What you have to do: In the material below, identify each line bearing the word "reversed". Reproduce those lines.

Data listing:
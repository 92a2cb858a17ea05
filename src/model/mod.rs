//! Cube model: tables, fields, conditions, dimensions and cubes.
//!
//! Values here are plain data. Nothing in this module performs I/O or
//! renders SQL; resolution lives in [`crate::metadata`] and rendering in
//! [`crate::translator`].

pub mod condition;
pub mod cube;
pub mod dimension;
pub mod error;
pub mod table;

pub use condition::{Comparator, Condition, Operand};
pub use cube::{Cube, CubeBuilder};
pub use dimension::{Dimension, JoinType};
pub use error::{ModelError, ModelResult};
pub use table::{Column, Field, JoinExpression, Table, TableKey, TableLike};
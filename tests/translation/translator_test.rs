use std::sync::Arc;
use std::thread;

use mipha::model::{Comparator, Condition, Cube, JoinType, Table};
use mipha::translator::{ScopeDiagnostic, SqlTranslator, TranslateError};
use sqlparser::dialect::GenericDialect;
use sqlparser::parser::Parser;

#[path = "../common/mod.rs"]
mod common;

fn demo_cube() -> Cube {
    let (voucher, account, customer) = common::offline_tables();
    Cube::builder("demoCube", &voucher)
        .left_join(
            &account,
            Condition::with_comparator(
                voucher.field("ACCOUNT_NO").unwrap(),
                account.field("ACCOUNT_NO").unwrap(),
                Comparator::Greater,
            ),
        )
        .inner_join(
            &customer,
            Condition::new(
                account.field("CUS_ID").unwrap(),
                customer.field("CUS_ID").unwrap(),
            ),
        )
        .build()
}

fn assert_parses(sql: &str) {
    let statements = Parser::parse_sql(&GenericDialect {}, sql)
        .unwrap_or_else(|e| panic!("generated SQL does not parse: {}\n{}", e, sql));
    assert_eq!(statements.len(), 1);
}

#[test]
fn test_demo_cube_sql() {
    let sql = SqlTranslator::new().translate(&demo_cube()).unwrap();

    insta::assert_snapshot!(sql, @r"
    SELECT
      t0.*
    FROM BANK_VOUCHER AS t0
    LEFT JOIN ACCOUNT AS t1 ON t0.ACCOUNT_NO > t1.ACCOUNT_NO
    INNER JOIN CUST_BASIC_INFO AS t2 ON t1.CUS_ID = t2.CUS_ID
    ");
    assert_parses(&sql);
}

#[test]
fn test_fact_only_cube() {
    let (voucher, _, _) = common::offline_tables();
    let sql = SqlTranslator::new()
        .translate(&Cube::new("facts", &voucher))
        .unwrap();

    assert_eq!(sql, "SELECT\n  t0.*\nFROM BANK_VOUCHER AS t0");
    assert_parses(&sql);
}

#[test]
fn test_translation_is_deterministic() {
    let cube = demo_cube();
    let translator = SqlTranslator::new();

    let first = translator.translate(&cube).unwrap();
    let second = translator.translate(&cube).unwrap();
    assert_eq!(first, second);
}

#[test]
fn test_concurrent_translation_agrees() {
    let cube = Arc::new(demo_cube());
    let expected = SqlTranslator::new().translate(&cube).unwrap();

    let handles: Vec<_> = (0..8)
        .map(|_| {
            let cube = Arc::clone(&cube);
            thread::spawn(move || SqlTranslator::new().translate(&cube).unwrap())
        })
        .collect();

    for handle in handles {
        assert_eq!(handle.join().unwrap(), expected);
    }
}

#[test]
fn test_dimension_order_changes_output() {
    let (voucher, account, customer) = common::offline_tables();
    let to_account = Condition::new(
        voucher.field("ACCOUNT_NO").unwrap(),
        account.field("ACCOUNT_NO").unwrap(),
    );
    let to_customer = Condition::new(
        account.field("CUS_ID").unwrap(),
        customer.field("CUS_ID").unwrap(),
    );

    let forward = Cube::builder("forward", &voucher)
        .left_join(&account, to_account.clone())
        .left_join(&customer, to_customer.clone())
        .build();
    let reversed = Cube::builder("reversed", &voucher)
        .left_join(&customer, to_customer)
        .left_join(&account, to_account)
        .build();

    let translator = SqlTranslator::new();
    let forward = translator.translate_with_aliases(&forward).unwrap();
    let reversed = translator.translate_with_aliases(&reversed).unwrap();

    assert_ne!(forward.sql, reversed.sql);
    assert!(forward.is_clean());
    // ACCOUNT is not joined yet when CUST_BASIC_INFO is attached
    assert!(reversed
        .sql
        .contains("LEFT JOIN CUST_BASIC_INFO AS t1 ON ACCOUNT.CUS_ID = t1.CUS_ID"));
    assert_eq!(
        reversed.diagnostics,
        vec![ScopeDiagnostic::FieldOutOfScope {
            position: 1,
            field: account.field("CUS_ID").unwrap(),
        }]
    );
}

#[test]
fn test_same_table_twice_gets_distinct_aliases() {
    let (voucher, account, _) = common::offline_tables();
    let parent = account.aliased("parent");

    let cube = Cube::builder("selfJoin", &voucher)
        .left_join(
            &account,
            Condition::new(
                voucher.field("ACCOUNT_NO").unwrap(),
                account.field("ACCOUNT_NO").unwrap(),
            ),
        )
        .left_join(
            &parent,
            Condition::new(
                account.field("CUS_ID").unwrap(),
                parent.field("CUS_ID").unwrap(),
            ),
        )
        .build();

    let translation = SqlTranslator::new().translate_with_aliases(&cube).unwrap();
    assert_eq!(
        translation.sql,
        "SELECT\n  t0.*\nFROM BANK_VOUCHER AS t0\n\
         LEFT JOIN ACCOUNT AS t1 ON t0.ACCOUNT_NO = t1.ACCOUNT_NO\n\
         LEFT JOIN ACCOUNT AS t2 ON t1.CUS_ID = t2.CUS_ID"
    );
    assert_eq!(translation.aliases.alias_of(&account.key()), Some("t1"));
    assert_eq!(translation.aliases.alias_of(&parent.key()), Some("t2"));
    assert!(translation.is_clean());
    assert_parses(&translation.sql);
}

#[test]
fn test_field_from_differently_cased_table_resolves() {
    let (voucher, account, _) = common::offline_tables();
    let lowercase = Table::new("account");
    let cube = Cube::builder("case", &voucher)
        .left_join(
            &account,
            Condition::new(
                voucher.field("ACCOUNT_NO").unwrap(),
                lowercase.field("ACCOUNT_NO").unwrap(),
            ),
        )
        .build();

    let translation = SqlTranslator::new().translate_with_aliases(&cube).unwrap();
    assert!(translation
        .sql
        .ends_with("LEFT JOIN ACCOUNT AS t1 ON t0.ACCOUNT_NO = t1.ACCOUNT_NO"));
    assert!(translation.is_clean());
}

#[test]
fn test_raw_expressions_are_verbatim() {
    let (voucher, account, _) = common::offline_tables();
    let cube = Cube::builder("expr", &voucher)
        .inner_join(
            &account,
            Condition::new(
                voucher.expression("t0.ACCOUNT_NO || '1'"),
                account.field("ACCOUNT_NO").unwrap(),
            ),
        )
        .build();

    let sql = SqlTranslator::new().translate(&cube).unwrap();
    assert!(sql.ends_with("INNER JOIN ACCOUNT AS t1 ON t0.ACCOUNT_NO || '1' = t1.ACCOUNT_NO"));
    assert_parses(&sql);
}

#[test]
fn test_expression_fact_and_target() {
    let (_, account, _) = common::offline_tables();
    let anchor = Table::new("VOUCHERS_2024");
    let cube = Cube::builder("derived", anchor.expression("(SELECT * FROM BANK_VOUCHER) AS v"))
        .dimension(
            JoinType::Left,
            &account,
            Condition::new(
                anchor.expression("v.ACCOUNT_NO"),
                account.field("ACCOUNT_NO").unwrap(),
            ),
        )
        .build();

    let translation = SqlTranslator::new().translate_with_aliases(&cube).unwrap();
    assert_eq!(
        translation.sql,
        "SELECT\n  *\nFROM (SELECT * FROM BANK_VOUCHER) AS v\n\
         LEFT JOIN ACCOUNT AS t1 ON v.ACCOUNT_NO = t1.ACCOUNT_NO"
    );
    // Expressions take a position but no alias
    assert_eq!(translation.aliases.len(), 1);
    assert_eq!(translation.aliases.alias_at(1), Some("t1"));
    assert_parses(&translation.sql);
}

#[test]
fn test_anchor_out_of_scope_is_reported() {
    let (voucher, account, customer) = common::offline_tables();
    let cube = Cube::builder("hazard", &voucher)
        .left_join(
            &account,
            Condition::new(
                customer.expression("CUST_BASIC_INFO.CUS_ID"),
                account.field("CUS_ID").unwrap(),
            ),
        )
        .build();

    let translation = SqlTranslator::new().translate_with_aliases(&cube).unwrap();
    assert!(!translation.is_clean());
    assert!(matches!(
        &translation.diagnostics[0],
        ScopeDiagnostic::AnchorOutOfScope { position: 1, anchor } if anchor == &customer.key()
    ));
}

#[test]
fn test_unsupported_comparator_names_the_dimension() {
    let (voucher, account, customer) = common::offline_tables();
    let cube = Cube::builder("bad", &voucher)
        .left_join(
            &account,
            Condition::new(
                voucher.field("ACCOUNT_NO").unwrap(),
                account.field("ACCOUNT_NO").unwrap(),
            ),
        )
        .left_join(
            &customer,
            Condition::with_comparator(
                account.field("CUS_ID").unwrap(),
                customer.field("CUS_ID").unwrap(),
                "BETWEEN",
            ),
        )
        .build();

    let err = SqlTranslator::new().translate(&cube).unwrap_err();
    assert_eq!(
        err,
        TranslateError::UnsupportedComparator {
            comparator: "BETWEEN".into(),
            position: 2,
        }
    );
    assert_eq!(
        err.to_string(),
        "Unsupported comparator 'BETWEEN' in dimension 2"
    );
}

#[test]
fn test_every_comparator_parses() {
    let (voucher, account, _) = common::offline_tables();
    for comparator in ["=", "<>", ">", ">=", "<", "<=", "LIKE", "NOT LIKE"] {
        let cube = Cube::builder("ops", &voucher)
            .left_join(
                &account,
                Condition::with_comparator(
                    voucher.field("ACCOUNT_NO").unwrap(),
                    account.field("ACCOUNT_NO").unwrap(),
                    comparator,
                ),
            )
            .build();
        let sql = SqlTranslator::new().translate(&cube).unwrap();
        assert!(sql.contains(&format!(" {} ", comparator)), "{}", sql);
        assert_parses(&sql);
    }
}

Response to the task:
    let reversed = Cube::builder("reversed", &voucher)
    let reversed = translator.translate_with_aliases(&reversed).unwrap();
    assert_ne!(forward.sql, reversed.sql);
    assert!(reversed
        reversed.diagnostics,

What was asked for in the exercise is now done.